I hope that after this discussion, Jordan will finally leave me alone. Safia huffs, annoyed with me.
*'Wanting to speak to him doesn't mean I will forgive him!'* I say to her.
"No!" Caleb says.
I look at Caleb, "I need to speak with him." Caleb shakes his head. "Please, understand," I whisper to him.
"You heard Rain!" Jordan says and stands. "She wants to talk to me!"
Blade inhales deeply and looks at the ceiling, giving me the impression he wants to be anywhere else but here. I don't blame him. Two Alphas that want the same female being in the same room is the perfect recipe for disaster.
Caleb growls and is about to go over to Jordan, but I stop him. "Don't let him get to you," I say, looking at him. "But I really need to speak to him."
Caleb takes my face between his palms, "If you speak with that fucker, I will be very angry with you, Red!"

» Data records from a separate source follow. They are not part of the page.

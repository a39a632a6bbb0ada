//! Structured dispatch events and counters.
//!
//! Core components report through an [`EventSink`]: every record is mirrored
//! to `tracing` and, when a writer is attached, pushed onto a bounded channel
//! with `try_send`. A full channel drops the record instead of blocking the
//! caller. [`EventWriter`] drains the channel into a log file and can mirror
//! each record as a JSON line to a TCP observer.

use std::fmt::Display;
use std::path::PathBuf;
use std::sync::atomic::{AtomicU64, Ordering};
use std::sync::Arc;

use chrono::{DateTime, Utc};
use serde::Serialize;
use tokio::fs::{File, OpenOptions};
use tokio::io::{AsyncWriteExt, BufWriter};
use tokio::net::TcpStream;
use tokio::sync::mpsc;
use tokio::sync::mpsc::error::TrySendError;

pub const DEFAULT_EVENT_CAPACITY: usize = 1024;

#[derive(Debug, Clone, Copy, PartialEq, Eq, Serialize)]
#[serde(rename_all = "SCREAMING_SNAKE_CASE")]
pub enum EventCategory {
    IncidentStatus,
    Queue,
    Scheduler,
    Unit,
    Ingest,
}

impl Display for EventCategory {
    fn fmt(&self, f: &mut std::fmt::Formatter<'_>) -> std::fmt::Result {
        match self {
            EventCategory::IncidentStatus => write!(f, "INCIDENT_STATUS"),
            EventCategory::Queue => write!(f, "QUEUE"),
            EventCategory::Scheduler => write!(f, "SCHEDULER"),
            EventCategory::Unit => write!(f, "UNIT"),
            EventCategory::Ingest => write!(f, "INGEST"),
        }
    }
}

#[derive(Debug, Clone, Copy, PartialEq, Eq, Serialize)]
#[serde(rename_all = "lowercase")]
pub enum Severity {
    Info,
    Warn,
    Error,
}

#[derive(Debug, Clone, Serialize)]
pub struct DispatchEvent {
    pub timestamp: DateTime<Utc>,
    pub severity: Severity,
    pub id: String,
    pub category: EventCategory,
    pub message: String,
}

impl DispatchEvent {
    /// `[unix_ts] [id] [CATEGORY] message`
    pub fn log_line(&self) -> String {
        format!(
            "[{}] [{}] [{}] {}",
            self.timestamp.timestamp(),
            self.id,
            self.category,
            self.message
        )
    }
}

/// Fire-and-forget handle for emitting dispatch events.
#[derive(Debug, Clone, Default)]
pub struct EventSink {
    tx: Option<mpsc::Sender<DispatchEvent>>,
    dropped: Arc<AtomicU64>,
}

impl EventSink {
    /// A sink that only logs through `tracing`.
    pub fn disabled() -> Self {
        Self::default()
    }

    /// A sink backed by a bounded channel of `capacity` records.
    pub fn channel(capacity: usize) -> (Self, mpsc::Receiver<DispatchEvent>) {
        let (tx, rx) = mpsc::channel(capacity.max(1));
        (
            Self {
                tx: Some(tx),
                dropped: Arc::new(AtomicU64::new(0)),
            },
            rx,
        )
    }

    pub fn info(&self, id: impl Display, category: EventCategory, message: impl Into<String>) {
        self.emit(Severity::Info, id, category, message.into());
    }

    pub fn warn(&self, id: impl Display, category: EventCategory, message: impl Into<String>) {
        self.emit(Severity::Warn, id, category, message.into());
    }

    pub fn error(&self, id: impl Display, category: EventCategory, message: impl Into<String>) {
        self.emit(Severity::Error, id, category, message.into());
    }

    /// Records discarded because the writer could not keep up.
    pub fn dropped(&self) -> u64 {
        self.dropped.load(Ordering::Relaxed)
    }

    fn emit(&self, severity: Severity, id: impl Display, category: EventCategory, message: String) {
        let event = DispatchEvent {
            timestamp: Utc::now(),
            severity,
            id: id.to_string(),
            category,
            message,
        };

        match severity {
            Severity::Info => {
                tracing::info!(id = %event.id, category = %event.category, "{}", event.message)
            }
            Severity::Warn => {
                tracing::warn!(id = %event.id, category = %event.category, "{}", event.message)
            }
            Severity::Error => {
                tracing::error!(id = %event.id, category = %event.category, "{}", event.message)
            }
        }

        let Some(tx) = &self.tx else {
            return;
        };
        match tx.try_send(event) {
            Ok(()) => {}
            Err(TrySendError::Full(_)) => {
                self.dropped.fetch_add(1, Ordering::Relaxed);
            }
            // Writer gone (shutdown); tracing already has the record.
            Err(TrySendError::Closed(_)) => {}
        }
    }
}

/// Drains dispatch events into a log file and an optional TCP mirror.
#[derive(Debug, Clone, Default)]
pub struct EventWriter {
    log_path: Option<PathBuf>,
    mirror_addr: Option<String>,
}

impl EventWriter {
    pub fn new(log_path: Option<PathBuf>, mirror_addr: Option<String>) -> Self {
        Self {
            log_path,
            mirror_addr,
        }
    }

    /// Run until every sender is dropped.
    pub async fn run(self, mut rx: mpsc::Receiver<DispatchEvent>) {
        let mut file = match &self.log_path {
            Some(path) => match OpenOptions::new().create(true).append(true).open(path).await {
                Ok(f) => Some(BufWriter::new(f)),
                Err(e) => {
                    tracing::warn!(path = %path.display(), error = %e, "Failed to open event log");
                    None
                }
            },
            None => None,
        };

        let mut mirror = match &self.mirror_addr {
            Some(addr) => match TcpStream::connect(addr).await {
                Ok(stream) => {
                    tracing::info!(addr = %addr, "Mirroring dispatch events");
                    Some(stream)
                }
                Err(e) => {
                    tracing::warn!(addr = %addr, error = %e, "Event mirror unavailable");
                    None
                }
            },
            None => None,
        };

        while let Some(event) = rx.recv().await {
            if let Some(writer) = file.as_mut() {
                if let Err(e) = write_log_line(writer, &event).await {
                    tracing::warn!(error = %e, "Event log write failed, disabling file output");
                    file = None;
                }
            }

            if let Some(stream) = mirror.as_mut() {
                if let Err(e) = write_json_line(stream, &event).await {
                    tracing::warn!(error = %e, "Event mirror write failed, disabling mirror");
                    mirror = None;
                }
            }
        }

        if let Some(mut writer) = file {
            let _ = writer.flush().await;
        }
    }
}

async fn write_log_line(writer: &mut BufWriter<File>, event: &DispatchEvent) -> std::io::Result<()> {
    let mut line = event.log_line();
    line.push('\n');
    writer.write_all(line.as_bytes()).await?;
    writer.flush().await
}

async fn write_json_line(stream: &mut TcpStream, event: &DispatchEvent) -> std::io::Result<()> {
    let mut line = serde_json::to_string(event).map_err(std::io::Error::other)?;
    line.push('\n');
    stream.write_all(line.as_bytes()).await
}

#[derive(Debug, Clone, Copy, PartialEq, Eq)]
pub enum Counter {
    Received,
    Rejected,
    Dropped,
    Assigned,
    Completed,
    TimedOut,
    Canceled,
}

/// Process-wide dispatch counters.
#[derive(Debug, Default)]
pub struct DispatchStats {
    received: AtomicU64,
    rejected: AtomicU64,
    dropped: AtomicU64,
    assigned: AtomicU64,
    completed: AtomicU64,
    timed_out: AtomicU64,
    canceled: AtomicU64,
}

#[derive(Debug, Clone, Copy, Default, PartialEq, Eq, Serialize)]
pub struct StatsSnapshot {
    pub received: u64,
    pub rejected: u64,
    pub dropped: u64,
    pub assigned: u64,
    pub completed: u64,
    pub timed_out: u64,
    pub canceled: u64,
}

impl DispatchStats {
    pub fn record(&self, counter: Counter) {
        let slot = match counter {
            Counter::Received => &self.received,
            Counter::Rejected => &self.rejected,
            Counter::Dropped => &self.dropped,
            Counter::Assigned => &self.assigned,
            Counter::Completed => &self.completed,
            Counter::TimedOut => &self.timed_out,
            Counter::Canceled => &self.canceled,
        };
        slot.fetch_add(1, Ordering::Relaxed);
    }

    pub fn snapshot(&self) -> StatsSnapshot {
        StatsSnapshot {
            received: self.received.load(Ordering::Relaxed),
            rejected: self.rejected.load(Ordering::Relaxed),
            dropped: self.dropped.load(Ordering::Relaxed),
            assigned: self.assigned.load(Ordering::Relaxed),
            completed: self.completed.load(Ordering::Relaxed),
            timed_out: self.timed_out.load(Ordering::Relaxed),
            canceled: self.canceled.load(Ordering::Relaxed),
        }
    }
}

"My name is Jordan, not fucker!" Jordan snaps.
Blade drums his fingers on the table and looks at a cabinet, "I hope I have enough bleach."

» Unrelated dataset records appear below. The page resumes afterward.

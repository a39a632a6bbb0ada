use std::cmp::Reverse;
use std::collections::VecDeque;
use std::sync::Arc;

use serde::Serialize;
use tokio::sync::{Mutex, Notify};

use crate::error::{DispatchError, Result};
use crate::scheduler::incident::{Incident, IncidentId, IncidentStatus};
use crate::telemetry::{Counter, DispatchStats, EventCategory, EventSink};

pub const DEFAULT_QUEUE_CAPACITY: usize = 100;

/// Queued incident as shown on the dashboard.
#[derive(Debug, Clone, Serialize)]
pub struct QueuedIncident {
    pub id: IncidentId,
    pub kind: String,
    pub priority: i32,
    pub status: IncidentStatus,
}

/// Bounded queue of incidents awaiting dispatch.
///
/// `take` always yields the highest-priority Waiting incident, oldest first
/// within a priority. Producers never block on `put`: a full queue drops the
/// incident.
#[derive(Debug)]
pub struct IncidentQueue {
    items: Mutex<VecDeque<Arc<Incident>>>,
    capacity: usize,
    not_empty: Notify,
    not_full: Notify,
    events: EventSink,
    stats: Arc<DispatchStats>,
}

impl IncidentQueue {
    pub fn new(events: EventSink, stats: Arc<DispatchStats>) -> Self {
        Self::with_capacity(DEFAULT_QUEUE_CAPACITY, events, stats)
    }

    pub fn with_capacity(capacity: usize, events: EventSink, stats: Arc<DispatchStats>) -> Self {
        Self {
            items: Mutex::new(VecDeque::with_capacity(capacity)),
            capacity,
            not_empty: Notify::new(),
            not_full: Notify::new(),
            events,
            stats,
        }
    }

    /// Enqueue an incident. A full queue drops it and returns `QueueFull`.
    pub async fn put(&self, incident: Arc<Incident>) -> Result<()> {
        let mut items = self.items.lock().await;
        if items.len() >= self.capacity {
            drop(items);
            self.stats.record(Counter::Dropped);
            self.events.warn(
                incident.id,
                EventCategory::Queue,
                format!(
                    "Queue full ({} incidents), dropping {} incident",
                    self.capacity, incident.kind.name
                ),
            );
            return Err(DispatchError::QueueFull(self.capacity));
        }

        self.log_queued(&incident);
        items.push_back(incident);
        drop(items);
        self.not_empty.notify_one();
        Ok(())
    }

    /// Enqueue an incident, waiting for free capacity instead of dropping it.
    pub async fn put_wait(&self, incident: Arc<Incident>) {
        loop {
            let space = self.not_full.notified();
            {
                let mut items = self.items.lock().await;
                if items.len() < self.capacity {
                    self.log_queued(&incident);
                    items.push_back(incident);
                    drop(items);
                    self.not_empty.notify_one();
                    return;
                }
            }
            space.await;
        }
    }

    /// Remove and return the next incident to dispatch, waiting until one is
    /// eligible. Cancel-safe: nothing is removed unless it is returned.
    pub async fn take(&self) -> Arc<Incident> {
        loop {
            let available = self.not_empty.notified();
            if let Some(incident) = self.try_take().await {
                return incident;
            }
            available.await;
        }
    }

    /// Non-blocking `take`.
    pub async fn try_take(&self) -> Option<Arc<Incident>> {
        let mut items = self.items.lock().await;
        let index = next_index(&items)?;
        // VecDeque::remove shifts the tail, keeping insertion order intact.
        let incident = items.remove(index)?;
        drop(items);
        self.not_full.notify_one();
        Some(incident)
    }

    fn log_queued(&self, incident: &Incident) {
        self.events.info(
            incident.id,
            EventCategory::Queue,
            format!(
                "Queued {} incident (priority {}) at {}",
                incident.kind.name,
                incident.priority(),
                incident.location
            ),
        );
    }

    pub async fn len(&self) -> usize {
        self.items.lock().await.len()
    }

    pub async fn is_empty(&self) -> bool {
        self.items.lock().await.is_empty()
    }

    pub async fn is_full(&self) -> bool {
        self.items.lock().await.len() >= self.capacity
    }

    pub fn capacity(&self) -> usize {
        self.capacity
    }

    /// Queue contents in insertion order.
    pub async fn snapshot(&self) -> Vec<QueuedIncident> {
        self.items
            .lock()
            .await
            .iter()
            .map(|i| QueuedIncident {
                id: i.id,
                kind: i.kind.name.clone(),
                priority: i.priority(),
                status: i.status(),
            })
            .collect()
    }
}

/// Highest priority among Waiting incidents; the lowest index wins ties.
fn next_index(items: &VecDeque<Arc<Incident>>) -> Option<usize> {
    items
        .iter()
        .enumerate()
        .filter(|(_, incident)| incident.status() == IncidentStatus::Waiting)
        .min_by_key(|(index, incident)| (Reverse(incident.priority()), *index))
        .map(|(index, _)| index)
}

"No one asked your name!" Caleb growls.
I put my hands around Caleb's wrists. Sparks dance against our skins. "Five minutes, and then I am done with him."

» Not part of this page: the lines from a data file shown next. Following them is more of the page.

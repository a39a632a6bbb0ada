
use std::time::Duration;

use tokio::time::Instant;

use rescue_dispatch::geo::Position;
use rescue_dispatch::scheduler::{DispatchOutcome, IncidentStatus};
use rescue_dispatch::worker::UnitStatus;
use test_harness::{
    ambulance, fire_kind, incident, kind, queue, status_manager, truck, wait_for_status,
    wait_for_unit, Fleet,
};

const PATIENCE: Duration = Duration::from_secs(60);

#[tokio::test(start_paused = true)]
async fn test_fire_lifecycle_timing() {
    let truck = truck();
    let fleet = Fleet::spawn(&[&truck], status_manager());
    let scheduler = fleet.scheduler(queue(4));
    let unit = fleet.units[0].clone();

    let fire = incident(1, &fire_kind(&truck), 10, 0);
    let start = Instant::now();
    assert_eq!(
        scheduler.dispatch(fire.clone()).await,
        DispatchOutcome::Assigned(vec![1])
    );

    assert!(wait_for_status(&fire, IncidentStatus::InProgress, PATIENCE).await);
    assert_eq!(start.elapsed(), Duration::from_secs(2));
    assert_eq!(unit.status().await, UnitStatus::OnScene);
    assert_eq!(unit.position().await, Position::new(10, 0));

    assert!(wait_for_status(&fire, IncidentStatus::Completed, PATIENCE).await);
    assert_eq!(start.elapsed(), Duration::from_secs(6));
    assert_eq!(unit.status().await, UnitStatus::Returning);
    assert!(fire.is_released().await);

    assert!(wait_for_unit(&unit, UnitStatus::Idle, PATIENCE).await);
    let back = start.elapsed();
    assert!(back >= Duration::from_secs(8) && back < Duration::from_secs(9));
    assert_eq!(unit.position().await, Position::new(0, 0));
    assert_eq!(unit.incident_id().await, None);

    assert_eq!(
        fire.history().await,
        vec![
            IncidentStatus::Waiting,
            IncidentStatus::Assigned,
            IncidentStatus::InProgress,
            IncidentStatus::Completed
        ]
    );

    fleet.stop().await;
}

#[tokio::test(start_paused = true)]
async fn test_completion_waits_for_last_unit() {
    let truck = truck(); // speed 5
    let ambulance = ambulance(); // speed 10
    let fleet = Fleet::spawn(&[&truck, &ambulance], status_manager());
    let scheduler = fleet.scheduler(queue(4));

    // Ambulance: travel 2, service 1. Truck: travel 4, service 5.
    let crash = kind("Crash", 2, &[(&truck, 1, 5), (&ambulance, 1, 1)]);
    let event = incident(1, &crash, 20, 0);
    let start = Instant::now();
    scheduler.dispatch(event.clone()).await;

    assert!(wait_for_status(&event, IncidentStatus::InProgress, PATIENCE).await);
    assert_eq!(start.elapsed(), Duration::from_secs(2));

    assert!(wait_for_status(&event, IncidentStatus::Completed, PATIENCE).await);
    assert_eq!(start.elapsed(), Duration::from_secs(9));

    // The ambulance was done long before; its early completion was refused.
    assert_eq!(
        event.history().await,
        vec![
            IncidentStatus::Waiting,
            IncidentStatus::Assigned,
            IncidentStatus::InProgress,
            IncidentStatus::Completed
        ]
    );

    fleet.stop().await;
}

#[tokio::test(start_paused = true)]
async fn test_unit_reusable_after_return() {
    let truck = truck();
    let fleet = Fleet::spawn(&[&truck], status_manager());
    let scheduler = fleet.scheduler(queue(4));
    let fire_kind = fire_kind(&truck);

    let first = incident(1, &fire_kind, 10, 0);
    scheduler.dispatch(first.clone()).await;
    assert!(wait_for_unit(&fleet.units[0], UnitStatus::Idle, PATIENCE).await);
    assert_eq!(first.status(), IncidentStatus::Completed);

    let second = incident(2, &fire_kind, 0, 5);
    assert_eq!(
        scheduler.dispatch(second.clone()).await,
        DispatchOutcome::Assigned(vec![1])
    );
    assert!(wait_for_status(&second, IncidentStatus::Completed, PATIENCE).await);

    fleet.stop().await;
}

#[tokio::test(start_paused = true)]
async fn test_incident_at_base_needs_no_travel() {
    let truck = truck();
    let fleet = Fleet::spawn(&[&truck], status_manager());
    let scheduler = fleet.scheduler(queue(4));

    let fire = incident(1, &fire_kind(&truck), 0, 0);
    let start = Instant::now();
    scheduler.dispatch(fire.clone()).await;

    assert!(wait_for_status(&fire, IncidentStatus::Completed, PATIENCE).await);
    assert_eq!(start.elapsed(), Duration::from_secs(4));

    fleet.stop().await;
}

#[tokio::test(start_paused = true)]
async fn test_shutdown_interrupts_active_unit() {
    let truck = truck();
    let fleet = Fleet::spawn(&[&truck], status_manager());
    let scheduler = fleet.scheduler(queue(4));
    let unit = fleet.units[0].clone();

    let fire = incident(1, &fire_kind(&truck), 10, 0);
    scheduler.dispatch(fire.clone()).await;
    assert!(wait_for_status(&fire, IncidentStatus::InProgress, PATIENCE).await);

    fleet.stop().await;

    assert_eq!(fire.status(), IncidentStatus::Canceled);
    assert_eq!(unit.status().await, UnitStatus::Idle);
    assert_eq!(unit.incident_id().await, None);
}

"I thought you were already done with him," Caleb says.
"We will never be done! She is my soulmate!" Jordan says.
"I might have two bottles left, but I have to ask Conon to buy more. Someone is going to paint my beautiful kitchen red," Blade says.
Safia sends me an image of two males fighting. One of them kills the other, and I already know who the winner is–Caleb.
Caleb's scent changes. He is angry–as in, 'I want to give Jordan a free plastic surgery.'
He looks at Jordan, "She was your soulmate until you rejected her! Now she is mine! I never understood how you could reject such a wonderful person as Red. But I won't make the same mistake as you! One day I will take her to the Ritual Stones and claim her as my mate in front of all the pack!"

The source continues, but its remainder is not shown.